I came from consulting & system integration and it was a great step for me moving from “this is what you should do” to “let’s do it”. This changed my professional (and personal) life forever.

The moment I stepped into the CEO office (the exact day I started my new job) he just told me: “I believe we have good people but a shit technology. You need to help me understand why”. Here we go, rock’n’roll from day one, that dreamed Caribbean island was still very far.

The moment I left his office I was completely sure he was wrong. You cannot have good people and shit technology. “It’s all about people”, I used to say to my clients when I was leading IT programs on their behalf. I was never so wrong.

This story is not about people but about technology. And how people may screw it up or make it great.

Being brave is not enough

Let me first give some context.

The company was serving about 100 large customers around the globe. Their market model was B2B2C, enabling their customers to deliver mobile services to hundreds of millions of users.

Across their platform, customers were able to run marketing campaigns (across mobile channels), manage subscriptions, provide few financial services (loans, mobile money…), collect payments…

All platform components were deployed into customer data centre on virtual machines. No containers, no cloud for production services.

The officer in charge before me thought it was time to evolve their monolithic Java/J2EE platform to a distributed Java Spring set of applications. He bravely started a parallel development to migrate everything in one year.

After 2 years of development they had migrated only 20% of their customer base and their cost of ownership was basically doubled.

They had to hire engineers to build new capabilities and fix bugs on the new platform, plus keeping the existing full team to maintain legacy ones.

Operation team was actually managing in parallel 2 platforms on multiple clients, with lots of manual activities on deployments and monitoring without any documentation.

Clients started to leave due to poor operation quality: number of issues and time to solve increased 10 times.

People were spending their days ping-ponging tickets across departments and complaining about someone else not doing his/her job.

Attrition was at its peak since the company was founded: people working under huge pressure and without any sign of light at the end of the tunnel, just left.

We were losing relevant skills and years of knowledge on the job.

If you really spent years managing large IT departments, all above will sound really familiar.

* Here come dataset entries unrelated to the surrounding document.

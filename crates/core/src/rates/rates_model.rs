use chrono::{NaiveDate, NaiveDateTime};
use rust_decimal::Decimal;
use serde::{Deserialize, Serialize};

use crate::constants::CURRENCY_CODE_LEN;
use crate::errors::{Result, ValidationError};
use crate::pagination::Pagination;

/// A catalog currency. `code` is stored in canonical uppercase and is
/// immutable once the row exists.
#[derive(Serialize, Deserialize, Debug, Clone, PartialEq)]
#[serde(rename_all = "camelCase")]
pub struct Currency {
    pub id: i32,
    pub code: String,
    pub name: String,
    pub created_at: NaiveDateTime,
}

/// A daily rate: 1 base unit = `rate` target units on `effective_date`.
#[derive(Serialize, Deserialize, Debug, Clone, PartialEq)]
#[serde(rename_all = "camelCase")]
pub struct ExchangeRate {
    pub id: i32,
    pub base_currency_id: i32,
    pub target_currency_id: i32,
    pub rate: Decimal,
    pub effective_date: NaiveDate,
    pub created_at: NaiveDateTime,
}

/// A currency joined with its most recent rate against the base, if any.
#[derive(Serialize, Deserialize, Debug, Clone, PartialEq)]
#[serde(rename_all = "camelCase")]
pub struct CurrencyWithRate {
    pub id: i32,
    pub code: String,
    pub name: String,
    pub created_at: NaiveDateTime,
    pub latest_rate: Option<Decimal>,
    pub rate_date: Option<NaiveDate>,
}

/// The rate row that was in effect for a target currency on a queried date.
#[derive(Serialize, Deserialize, Debug, Clone, PartialEq)]
#[serde(rename_all = "camelCase")]
pub struct HistoricalRate {
    pub id: i32,
    pub base_currency: String,
    pub target_currency: String,
    pub target_currency_name: String,
    pub rate: Decimal,
    pub effective_date: NaiveDate,
    pub created_at: NaiveDateTime,
}

/// Input for adding a currency together with today's rate.
#[derive(Serialize, Deserialize, Debug, Clone)]
#[serde(rename_all = "camelCase")]
pub struct NewCurrency {
    pub code: String,
    pub name: String,
    pub rate: Decimal,
}

impl NewCurrency {
    pub fn validate(&self) -> Result<()> {
        validate_code(&self.code)?;
        validate_name(&self.name)?;
        validate_rate(self.rate)
    }

    /// Canonical uppercase form of the code.
    pub fn canonical_code(&self) -> String {
        self.code.trim().to_ascii_uppercase()
    }
}

/// Input for updating a currency's name and writing today's rate.
///
/// `code` is accepted for interface compatibility but never written; a
/// currency's code is immutable after creation.
#[derive(Serialize, Deserialize, Debug, Clone)]
#[serde(rename_all = "camelCase")]
pub struct CurrencyUpdate {
    pub id: i32,
    pub code: String,
    pub name: String,
    pub rate: Decimal,
}

impl CurrencyUpdate {
    pub fn validate(&self) -> Result<()> {
        validate_name(&self.name)?;
        validate_rate(self.rate)
    }
}

/// Result of an add or update: the currency and the rate row written for it.
#[derive(Serialize, Deserialize, Debug, Clone, PartialEq)]
#[serde(rename_all = "camelCase")]
pub struct SavedCurrency {
    pub currency: Currency,
    pub rate: ExchangeRate,
}

/// A page of historical rates plus the echoed query date.
#[derive(Serialize, Debug, Clone, PartialEq)]
#[serde(rename_all = "camelCase")]
pub struct RateHistoryPage {
    pub data: Vec<HistoricalRate>,
    pub pagination: Pagination,
    pub query_date: NaiveDate,
}

fn validate_code(code: &str) -> Result<()> {
    let trimmed = code.trim();
    if trimmed.is_empty() {
        return Err(ValidationError::MissingField("code".to_string()).into());
    }
    if trimmed.len() != CURRENCY_CODE_LEN || !trimmed.chars().all(|c| c.is_ascii_alphabetic()) {
        return Err(ValidationError::InvalidInput(format!(
            "Currency code must be {} letters, got '{}'",
            CURRENCY_CODE_LEN, code
        ))
        .into());
    }
    Ok(())
}

fn validate_name(name: &str) -> Result<()> {
    if name.trim().is_empty() {
        return Err(ValidationError::MissingField("name".to_string()).into());
    }
    Ok(())
}

fn validate_rate(rate: Decimal) -> Result<()> {
    if rate <= Decimal::ZERO {
        return Err(ValidationError::InvalidInput(format!(
            "Exchange rate must be positive, got {}",
            rate
        ))
        .into());
    }
    Ok(())
}
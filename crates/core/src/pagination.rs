//! Offset pagination: lenient input normalization and page metadata.
//!
//! Invalid `page`/`limit` inputs never fail a request; they are silently
//! normalized to defaults.

use serde::{Deserialize, Serialize};

/// Page size used when the caller supplies none or an invalid one.
pub const DEFAULT_PAGE_SIZE: i64 = 12;
/// Hard upper bound on the page size.
pub const MAX_PAGE_SIZE: i64 = 100;
/// Smallest accepted page size.
pub const MIN_PAGE_SIZE: i64 = 1;

/// Normalized pagination input: `page >= 1`, `limit` in `[1, 100]`.
#[derive(Debug, Clone, Copy, PartialEq, Eq)]
pub struct PageParams {
    pub page: i64,
    pub limit: i64,
}

impl Default for PageParams {
    fn default() -> Self {
        Self {
            page: 1,
            limit: DEFAULT_PAGE_SIZE,
        }
    }
}

impl PageParams {
    /// Clamps already-parsed values into the valid range.
    pub fn new(page: i64, limit: i64) -> Self {
        Self {
            page: if page < 1 { 1 } else { page },
            limit: if limit < MIN_PAGE_SIZE {
                DEFAULT_PAGE_SIZE
            } else {
                limit.min(MAX_PAGE_SIZE)
            },
        }
    }

    /// Normalizes raw query-string values of unknown validity.
    pub fn from_raw(page: Option<&str>, limit: Option<&str>) -> Self {
        Self {
            page: validate_page(page),
            limit: validate_limit(limit),
        }
    }

    /// Row offset for the validated page.
    pub fn offset(&self) -> i64 {
        (self.page - 1) * self.limit
    }
}

/// Parses a raw limit; non-numeric or `< 1` falls back to the default,
/// anything above the maximum is clamped.
pub fn validate_limit(raw: Option<&str>) -> i64 {
    match raw.and_then(|v| v.trim().parse::<i64>().ok()) {
        Some(parsed) if parsed >= MIN_PAGE_SIZE => parsed.min(MAX_PAGE_SIZE),
        _ => DEFAULT_PAGE_SIZE,
    }
}

/// Parses a raw page number; non-numeric or `< 1` falls back to 1.
pub fn validate_page(raw: Option<&str>) -> i64 {
    match raw.and_then(|v| v.trim().parse::<i64>().ok()) {
        Some(parsed) if parsed >= 1 => parsed,
        _ => 1,
    }
}

/// Page metadata reported alongside every paginated listing.
#[derive(Debug, Clone, Copy, Serialize, Deserialize, PartialEq, Eq)]
#[serde(rename_all = "camelCase")]
pub struct Pagination {
    pub page: i64,
    pub limit: i64,
    pub total: i64,
    pub total_pages: i64,
    pub has_more: bool,
    pub has_previous: bool,
}

impl Pagination {
    pub fn new(params: &PageParams, total: i64) -> Self {
        let total_pages = if total == 0 {
            0
        } else {
            (total + params.limit - 1) / params.limit
        };
        Self {
            page: params.page,
            limit: params.limit,
            total,
            total_pages,
            has_more: params.page < total_pages,
            has_previous: params.page > 1,
        }
    }
}

/// A page of results together with its metadata.
#[derive(Debug, Clone, Serialize, PartialEq)]
#[serde(rename_all = "camelCase")]
pub struct Paginated<T> {
    pub data: Vec<T>,
    pub pagination: Pagination,
}
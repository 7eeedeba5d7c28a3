use crate::auth::auth::AuthUser;
use crate::auth::session::{Session, verify_csrf};
use crate::config::Config;
use crate::db::RecordStore;
use crate::error::AppError;
use crate::model::{LeaveRequest, LeaveType, Record};
use crate::models::LeaveForm;
use crate::utils::redirect::see_other;
use crate::views::Views;
use crate::workflow;
use actix_web::{HttpResponse, web};
use serde::Serialize;
use strum::IntoEnumIterator;

#[derive(Serialize)]
pub struct LeaveVm {
    pub id: u64,
    pub employee_id: u64,
    pub leave_type: String,
    pub start_date: String,
    pub end_date: String,
    /// Dutch label as stored.
    pub status: String,
    /// pending / approved / rejected, for styling and the delete button.
    pub approval: String,
    pub approved_by: String,
}

impl From<&LeaveRequest> for LeaveVm {
    fn from(leave: &LeaveRequest) -> Self {
        Self {
            id: leave.id,
            employee_id: leave.employee_id,
            leave_type: leave.leave_type.to_string(),
            start_date: leave.start_date.to_string(),
            end_date: leave.end_date.to_string(),
            status: leave.status.leave_label().to_string(),
            approval: leave.status.to_string(),
            approved_by: leave.approved_by.map(|id| id.to_string()).unwrap_or_default(),
        }
    }
}

// GET /
pub async fn index(
    auth: AuthUser,
    session: Session,
    store: web::Data<dyn RecordStore<LeaveRequest>>,
    views: web::Data<Views>,
) -> Result<HttpResponse, AppError> {
    let leaves = workflow::visible_records(store.get_ref(), &auth).await?;

    let mut context = tera::Context::new();
    context.insert("username", &auth.username);
    context.insert("role", &auth.role.to_string());
    context.insert("is_team_lead", &auth.is_team_lead());
    context.insert("csrf_token", &session.csrf_token);
    context.insert(
        "leave_types",
        &LeaveType::iter().map(|t| t.to_string()).collect::<Vec<_>>(),
    );
    context.insert("records", &leaves.iter().map(LeaveVm::from).collect::<Vec<_>>());

    views.render("leave.html", &context)
}

// POST /
pub async fn submit(
    auth: AuthUser,
    session: Session,
    form: web::Form<LeaveForm>,
    store: web::Data<dyn RecordStore<LeaveRequest>>,
    config: web::Data<Config>,
) -> Result<HttpResponse, AppError> {
    verify_csrf(&config, Some(&session), form.csrf_token.as_deref())?;

    let result = match form.command(config.enforce_leave_date_order) {
        Ok(Some(command)) => workflow::apply(store.get_ref(), &auth, command).await,
        Ok(None) => {
            tracing::debug!(user_id = auth.user_id, action = ?form.action, "Ignoring unknown action");
            return Ok(see_other("/"));
        }
        Err(e) => Err(e),
    };
    workflow::log_outcome(LeaveRequest::KIND, &auth, &result);

    Ok(see_other("/"))
}
use chrono::NaiveDateTime;
use strum_macros::{Display, EnumIter, EnumString};

use super::{ApprovalStatus, Record};

/// What the employee reports for the day. `Display` is the stored label.
#[derive(Debug, Copy, Clone, Eq, PartialEq, Display, EnumString, EnumIter)]
#[strum(ascii_case_insensitive)]
pub enum AttendanceStatus {
    #[strum(to_string = "Aanwezig", serialize = "present")]
    Present,
    #[strum(to_string = "Afwezig", serialize = "absent")]
    Absent,
    #[strum(to_string = "Ziek", serialize = "sick")]
    Sick,
    #[strum(to_string = "Verlof", serialize = "on-leave")]
    OnLeave,
}

#[derive(Debug, Clone)]
pub struct AttendanceRecord {
    pub id: u64,
    pub employee_id: u64,
    pub check_in: NaiveDateTime,
    pub check_out: Option<NaiveDateTime>,
    pub status: AttendanceStatus,
    pub note: Option<String>,
    pub approval: ApprovalStatus,
}

#[derive(Debug, Clone)]
pub struct NewAttendance {
    pub check_in: NaiveDateTime,
    pub check_out: Option<NaiveDateTime>,
    pub status: AttendanceStatus,
    pub note: Option<String>,
}

impl Record for AttendanceRecord {
    type Draft = NewAttendance;

    const KIND: &'static str = "attendance";
    const DELETABLE_ONCE_DECIDED: bool = true;

    fn id(&self) -> u64 {
        self.id
    }

    fn owner(&self) -> u64 {
        self.employee_id
    }

    fn approval(&self) -> ApprovalStatus {
        self.approval
    }

    fn from_draft(id: u64, owner: u64, draft: NewAttendance) -> Self {
        Self {
            id,
            employee_id: owner,
            check_in: draft.check_in,
            check_out: draft.check_out,
            status: draft.status,
            note: draft.note,
            approval: ApprovalStatus::Pending,
        }
    }

    // attendance keeps no approver
    fn record_decision(&mut self, status: ApprovalStatus, _approver: u64) {
        self.approval = status;
    }
}
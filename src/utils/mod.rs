pub mod form_values;
pub mod redirect;
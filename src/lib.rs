pub mod api;
pub mod auth;
pub mod config;
pub mod db;
pub mod error;
pub mod model;
pub mod models;
pub mod routes;
pub mod utils;
pub mod views;
pub mod workflow;
use crate::{
    error::AppError,
    model::{Role, User},
    utils::redirect::requested_path,
};
use actix_web::{FromRequest, HttpMessage, HttpRequest, dev::Payload};
use futures::future::{Ready, ready};

/// The logged-in actor, loaded fresh from the user store on every request.
#[derive(Debug, Clone)]
pub struct AuthUser {
    pub user_id: u64,
    pub username: String,
    pub role: Role,
}

impl From<User> for AuthUser {
    fn from(user: User) -> Self {
        Self {
            user_id: user.id,
            username: user.username,
            role: user.role,
        }
    }
}

impl FromRequest for AuthUser {
    type Error = actix_web::Error;
    type Future = Ready<Result<Self, Self::Error>>;

    fn from_request(req: &HttpRequest, _: &mut Payload) -> Self::Future {
        match req.extensions().get::<AuthUser>() {
            Some(user) => ready(Ok(user.clone())),
            None => ready(Err(AppError::LoginRequired {
                next: requested_path(req),
            }
            .into())),
        }
    }
}

impl AuthUser {
    pub fn is_team_lead(&self) -> bool {
        self.role.is_team_lead()
    }
}
use chrono::{NaiveDate, NaiveDateTime};

/// Formats accepted after the ISO forms `NaiveDateTime::from_str` handles.
/// `datetime-local` inputs omit seconds.
const TIMESTAMP_FORMATS: [&str; 3] = ["%Y-%m-%dT%H:%M", "%Y-%m-%d %H:%M:%S", "%Y-%m-%d %H:%M"];

/// Parse a form timestamp such as `2024-01-01T08:00:00` or `2024-01-01T08:00`.
pub fn parse_timestamp(value: &str) -> Result<NaiveDateTime, String> {
    let value = value.trim();
    if let Ok(ts) = value.parse::<NaiveDateTime>() {
        return Ok(ts);
    }
    TIMESTAMP_FORMATS
        .iter()
        .find_map(|fmt| NaiveDateTime::parse_from_str(value, fmt).ok())
        .ok_or_else(|| format!("invalid timestamp {value:?}"))
}

pub fn parse_date(value: &str) -> Result<NaiveDate, String> {
    let value = value.trim();
    NaiveDate::parse_from_str(value, "%Y-%m-%d").map_err(|_| format!("invalid date {value:?}"))
}

/// Empty and whitespace-only form values count as absent.
pub fn non_blank(value: Option<&str>) -> Option<&str> {
    value.map(str::trim).filter(|v| !v.is_empty())
}
use std::time::Duration;

use actix_web::cookie::{Cookie, SameSite, time};
use actix_web::{FromRequest, HttpMessage, HttpRequest, dev::Payload};
use futures::future::{Ready, ready};
use moka::future::Cache;
use uuid::Uuid;

use crate::config::Config;
use crate::error::AppError;
use crate::utils::redirect::requested_path;

/// Server-side session state; the cookie only carries `id`.
#[derive(Debug, Clone)]
pub struct Session {
    pub id: String,
    /// `None` until the visitor logs in.
    pub user_id: Option<u64>,
    pub csrf_token: String,
}

impl Session {
    fn fresh(user_id: Option<u64>) -> Self {
        Self {
            id: format!("{}{}", Uuid::new_v4().to_simple(), Uuid::new_v4().to_simple()),
            user_id,
            csrf_token: Uuid::new_v4().to_simple().to_string(),
        }
    }
}

/// Sessions expire a fixed TTL after they are started.
#[derive(Clone)]
pub struct SessionStore {
    cache: Cache<String, Session>,
    ttl: Duration,
}

impl SessionStore {
    pub fn new(ttl: Duration) -> Self {
        Self {
            cache: Cache::builder()
                .max_capacity(100_000)
                .time_to_live(ttl)
                .build(),
            ttl,
        }
    }

    pub async fn get(&self, id: &str) -> Option<Session> {
        self.cache.get(id).await
    }

    /// Session for a visitor who has not logged in yet; it only carries a
    /// CSRF token for the login form.
    pub async fn start_anonymous(&self) -> Session {
        let session = Session::fresh(None);
        self.cache.insert(session.id.clone(), session.clone()).await;
        session
    }

    /// Binds a brand-new session id to `user_id`, dropping `previous`.
    pub async fn login(&self, previous: Option<&str>, user_id: u64) -> Session {
        if let Some(previous) = previous {
            self.cache.invalidate(previous).await;
        }
        let session = Session::fresh(Some(user_id));
        self.cache.insert(session.id.clone(), session.clone()).await;
        session
    }

    pub async fn destroy(&self, id: &str) {
        self.cache.invalidate(id).await;
    }

    pub fn cookie(&self, config: &Config, session: &Session) -> Cookie<'static> {
        Cookie::build(config.session_cookie_name.clone(), session.id.clone())
            .path("/")
            .http_only(true)
            .same_site(SameSite::Lax)
            .secure(config.session_cookie_secure)
            .max_age(time::Duration::seconds(self.ttl.as_secs() as i64))
            .finish()
    }

    pub fn removal_cookie(&self, config: &Config) -> Cookie<'static> {
        let mut cookie = Cookie::build(config.session_cookie_name.clone(), "")
            .path("/")
            .http_only(true)
            .same_site(SameSite::Lax)
            .secure(config.session_cookie_secure)
            .finish();
        cookie.make_removal();
        cookie
    }
}

/// Compares the submitted form token with the session's.
pub fn verify_csrf(
    config: &Config,
    session: Option<&Session>,
    submitted: Option<&str>,
) -> Result<(), AppError> {
    if !config.csrf_enabled() {
        return Ok(());
    }
    match (session, submitted) {
        (Some(session), Some(token)) if token == session.csrf_token => Ok(()),
        _ => {
            tracing::warn!("CSRF token missing or mismatched");
            Err(AppError::Csrf)
        }
    }
}

/// The session resolved by the session middleware, if the cookie was valid.
impl FromRequest for Session {
    type Error = actix_web::Error;
    type Future = Ready<Result<Self, Self::Error>>;

    fn from_request(req: &HttpRequest, _: &mut Payload) -> Self::Future {
        match req.extensions().get::<Session>() {
            Some(session) => ready(Ok(session.clone())),
            None => ready(Err(AppError::LoginRequired {
                next: requested_path(req),
            }
            .into())),
        }
    }
}

#[cfg(test)]
mod tests {
    use super::*;

    #[actix_web::test]
    async fn login_rotates_the_session_id() {
        let store = SessionStore::new(Duration::from_secs(60));
        let anonymous = store.start_anonymous().await;
        assert_eq!(anonymous.user_id, None);

        let session = store.login(Some(&anonymous.id), 3).await;
        assert_ne!(session.id, anonymous.id);
        assert_ne!(session.csrf_token, anonymous.csrf_token);
        assert!(store.get(&anonymous.id).await.is_none());
        assert_eq!(store.get(&session.id).await.unwrap().user_id, Some(3));

        store.destroy(&session.id).await;
        assert!(store.get(&session.id).await.is_none());
    }

    #[test]
    fn csrf_only_checked_outside_development() {
        let session = Session::fresh(Some(1));
        let mut config = Config::new("mysql://localhost/hr");

        assert!(verify_csrf(&config, Some(&session), Some(&session.csrf_token)).is_ok());
        assert!(verify_csrf(&config, Some(&session), Some("other")).is_err());
        assert!(verify_csrf(&config, Some(&session), None).is_err());
        assert!(verify_csrf(&config, None, Some(&session.csrf_token)).is_err());

        config.environment = crate::config::Environment::Development;
        assert!(verify_csrf(&config, None, None).is_ok());
    }

    #[test]
    fn cookie_flags() {
        let store = SessionStore::new(Duration::from_secs(86_400));
        let config = Config::new("mysql://localhost/hr");
        let cookie = store.cookie(&config, &Session::fresh(Some(1)));
        assert_eq!(cookie.name(), "aanwezigheid_session");
        assert_eq!(cookie.http_only(), Some(true));
        assert_eq!(cookie.same_site(), Some(SameSite::Lax));
        assert_eq!(cookie.max_age(), Some(time::Duration::seconds(86_400)));
    }
}
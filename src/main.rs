use std::sync::Arc;

use actix_web::middleware::{Logger, NormalizePath};
use actix_web::{App, HttpServer};
use anyhow::Context;
use clap::Parser;
use dotenvy::dotenv;
use tracing::info;
use tracing_appender::rolling;

use hrm_approvals::auth::password::hash_password;
use hrm_approvals::auth::session::SessionStore;
use hrm_approvals::config::{Cli, Config};
use hrm_approvals::db::{Stores, init_db};
use hrm_approvals::routes::{self, AppState};
use hrm_approvals::views::Views;

#[actix_web::main]
async fn main() -> anyhow::Result<()> {
    dotenv().ok();

    let cli = Cli::parse();
    if let Some(password) = &cli.hash_password {
        let hash = hash_password(password).map_err(|e| anyhow::anyhow!("Failed to hash password: {e}"))?;
        println!("{hash}");
        return Ok(());
    }

    let mut config = Config::from_env()?;
    config.apply_cli(&cli);

    // Rolling daily log
    let file_appender = rolling::daily("logs", "app.log");
    let (non_blocking, _guard) = tracing_appender::non_blocking(file_appender);

    tracing_subscriber::fmt()
        .with_writer(non_blocking)
        .with_max_level(if config.debug {
            tracing::Level::DEBUG
        } else {
            tracing::Level::INFO
        })
        .with_ansi(false)
        .with_target(false)
        .with_level(true)
        .init();

    info!(
        variant = %config.variant,
        environment = %config.environment,
        "Server starting..."
    );

    let pool = init_db(&config).await?;
    let views = Views::load(&config.template_dir)
        .with_context(|| format!("Failed to load templates from {}", config.template_dir))?;

    let state = AppState {
        sessions: SessionStore::new(config.session_ttl),
        stores: Stores::mysql(pool),
        views: Arc::new(views),
        config: config.clone(),
    };

    HttpServer::new(move || {
        let state = state.clone();
        App::new()
            .wrap(Logger::default())
            .wrap(NormalizePath::trim())
            .configure(move |cfg| routes::configure(cfg, &state))
    })
    .bind(config.server_addr())
    .with_context(|| format!("Failed to bind {}", config.server_addr()))?
    .run()
    .await?;

    Ok(())
}
pub mod attendance;
pub mod leave_request;
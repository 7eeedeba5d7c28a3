use crate::{
    api::{attendance, leave_request},
    auth::{handlers, middleware::session_middleware, session::SessionStore},
    config::{Config, Variant},
    db::Stores,
    utils::redirect::see_other,
    views::Views,
};
use actix_web::{
    HttpRequest, error::InternalError, error::UrlencodedError, middleware::from_fn, web,
};
use std::sync::Arc;

/// Everything the handlers pull out of `app_data`.
#[derive(Clone)]
pub struct AppState {
    pub config: Config,
    pub stores: Stores,
    pub sessions: SessionStore,
    pub views: Arc<Views>,
}

pub fn configure(cfg: &mut web::ServiceConfig, state: &AppState) {
    cfg.app_data(web::Data::new(state.config.clone()))
        .app_data(web::Data::from(state.stores.users.clone()))
        .app_data(web::Data::from(state.stores.attendance.clone()))
        .app_data(web::Data::from(state.stores.leave.clone()))
        .app_data(web::Data::new(state.sessions.clone()))
        .app_data(web::Data::from(state.views.clone()))
        .app_data(web::FormConfig::default().error_handler(form_rejected));

    // One record kind per deployment
    let index = match state.config.variant {
        Variant::Attendance => web::resource("/")
            .route(web::get().to(attendance::index))
            .route(web::post().to(attendance::submit)),
        Variant::Leave => web::resource("/")
            .route(web::get().to(leave_request::index))
            .route(web::post().to(leave_request::submit)),
    };

    cfg.service(
        web::scope("")
            .wrap(from_fn(session_middleware))
            .service(
                web::resource("/login")
                    .route(web::get().to(handlers::login_page))
                    .route(web::post().to(handlers::login)),
            )
            .service(web::resource("/logout").route(web::get().to(handlers::logout)))
            .service(index),
    );
}

/// Unreadable form bodies are logged and answered with a redirect back to
/// the form, like any other rejected submission.
fn form_rejected(err: UrlencodedError, req: &HttpRequest) -> actix_web::Error {
    tracing::warn!(path = req.path(), error = %err, "Rejected form body");
    InternalError::from_response(err, see_other(req.path())).into()
}
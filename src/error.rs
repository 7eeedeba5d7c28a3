use actix_web::http::{StatusCode, header};
use actix_web::{HttpResponse, ResponseError};
use thiserror::Error;

use crate::db::StoreError;
use crate::utils::redirect::login_url;

/// Failures that end a request before the workflow gets a say.
#[derive(Debug, Error)]
pub enum AppError {
    #[error("login required")]
    LoginRequired { next: String },
    #[error("missing or invalid CSRF token")]
    Csrf,
    #[error(transparent)]
    Store(#[from] StoreError),
    #[error("template rendering failed: {0}")]
    Template(#[from] tera::Error),
    #[error("internal error: {0}")]
    Internal(String),
}

impl ResponseError for AppError {
    fn status_code(&self) -> StatusCode {
        match self {
            Self::LoginRequired { .. } => StatusCode::SEE_OTHER,
            Self::Csrf => StatusCode::BAD_REQUEST,
            Self::Store(_) | Self::Template(_) | Self::Internal(_) => {
                StatusCode::INTERNAL_SERVER_ERROR
            }
        }
    }

    fn error_response(&self) -> HttpResponse {
        match self {
            Self::LoginRequired { next } => HttpResponse::SeeOther()
                .insert_header((header::LOCATION, login_url(next)))
                .finish(),
            Self::Csrf => HttpResponse::BadRequest()
                .content_type("text/plain; charset=utf-8")
                .body("The CSRF token is missing or invalid."),
            _ => {
                tracing::error!(error = %self, "Request failed");
                HttpResponse::InternalServerError()
                    .content_type("text/plain; charset=utf-8")
                    .body("Internal Server Error")
            }
        }
    }
}
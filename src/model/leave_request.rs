use chrono::NaiveDate;
use strum_macros::{Display, EnumIter, EnumString};

use super::{ApprovalStatus, Record};

#[derive(Debug, Copy, Clone, Eq, PartialEq, Display, EnumString, EnumIter)]
#[strum(ascii_case_insensitive)]
pub enum LeaveType {
    #[strum(to_string = "ziek", serialize = "sick")]
    Sick,
    #[strum(to_string = "betaald", serialize = "paid")]
    Paid,
    #[strum(to_string = "onbetaald", serialize = "unpaid")]
    Unpaid,
    #[strum(to_string = "vakantie", serialize = "vacation")]
    Vacation,
}

#[derive(Debug, Clone)]
pub struct LeaveRequest {
    pub id: u64,
    pub employee_id: u64,
    pub leave_type: LeaveType,
    pub start_date: NaiveDate,
    pub end_date: NaiveDate,
    pub status: ApprovalStatus,
    pub approved_by: Option<u64>,
}

#[derive(Debug, Clone)]
pub struct NewLeave {
    pub leave_type: LeaveType,
    pub start_date: NaiveDate,
    pub end_date: NaiveDate,
}

impl NewLeave {
    pub fn ends_before_start(&self) -> bool {
        self.end_date < self.start_date
    }
}

impl Record for LeaveRequest {
    type Draft = NewLeave;

    const KIND: &'static str = "leave";
    const DELETABLE_ONCE_DECIDED: bool = false;

    fn id(&self) -> u64 {
        self.id
    }

    fn owner(&self) -> u64 {
        self.employee_id
    }

    fn approval(&self) -> ApprovalStatus {
        self.status
    }

    fn from_draft(id: u64, owner: u64, draft: NewLeave) -> Self {
        Self {
            id,
            employee_id: owner,
            leave_type: draft.leave_type,
            start_date: draft.start_date,
            end_date: draft.end_date,
            status: ApprovalStatus::Pending,
            approved_by: None,
        }
    }

    fn record_decision(&mut self, status: ApprovalStatus, approver: u64) {
        self.status = status;
        self.approved_by = Some(approver);
    }
}
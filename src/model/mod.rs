pub mod approval;
pub mod attendance;
pub mod leave_request;
pub mod role;
pub mod user;

pub use approval::ApprovalStatus;
pub use attendance::{AttendanceRecord, AttendanceStatus, NewAttendance};
pub use leave_request::{LeaveRequest, LeaveType, NewLeave};
pub use role::Role;
pub use user::User;

/// A row that moves through the approval workflow.
///
/// Both attendance records and leave requests share the same lifecycle: an
/// owner creates a draft, a team lead decides on it once.
pub trait Record: Clone + Send + Sync + 'static {
    /// Validated input needed to create a new row.
    type Draft: Send + 'static;

    /// Short name used in log fields.
    const KIND: &'static str;

    /// Whether the owner may still delete the row after a decision was made.
    const DELETABLE_ONCE_DECIDED: bool;

    fn id(&self) -> u64;
    fn owner(&self) -> u64;
    fn approval(&self) -> ApprovalStatus;

    /// Build a fresh row. The approval status always starts as pending.
    fn from_draft(id: u64, owner: u64, draft: Self::Draft) -> Self;

    fn record_decision(&mut self, status: ApprovalStatus, approver: u64);
}
pub mod auth;
pub mod handlers;
pub mod middleware;
pub mod password;
pub mod session;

If not, you are lying.

Break Pandora vase from the bottom

I spent the first two weeks meeting with everyone in the company.

I didn’t miss one key guy in the whole Engineering, Operation and Customer Support departments.

I was looking for the root cause of the problem with the objective to define a strategy to get out from the hole the company was going to be buried.

One by one…

Software: Solution was quite good. Despite the “feeling” of other C-Levels, the architecture was well designed. Each component of the new platform was self-consistent and integrated across RESTful APIs to all other components. Coding was good. I didn’t review the entire codebase but what I picked was good enough. No evident antipatterns.

Some components were actually a bit over-engineered for their scope of work. But that was good to scale the application in future. Our CEO was right, despite very few exceptions the quality of developers was really high.

But, wait… one alarm bell: no unit test coverage and no automated test framework. That was a big miss.

IT Operations: we had very experienced people, some of them with engineering background. They were able to write down their own code to manage monitoring and deployments. They were on the business with the legacy application for years and with great results.

On paper their resolution and escalation processes were ok: they had the right tools, the right people, the right process (remember “on paper”).

Problem #1: ops people didn’t have clues about the new platform. The only way to learn about it was: “ask engineers”.

Problem #2: legacy platform had a dedicated branch for each client installation (i.e.: about 100 branches). New platform partially solved this problem (we will see how in the deployment process).

Customer Support: almost the same as operations, high quality people. The very issue was that about 50% of the team was hired in the past 3 months. They didn’t have the full history of the clients, the full understanding of the product and solution.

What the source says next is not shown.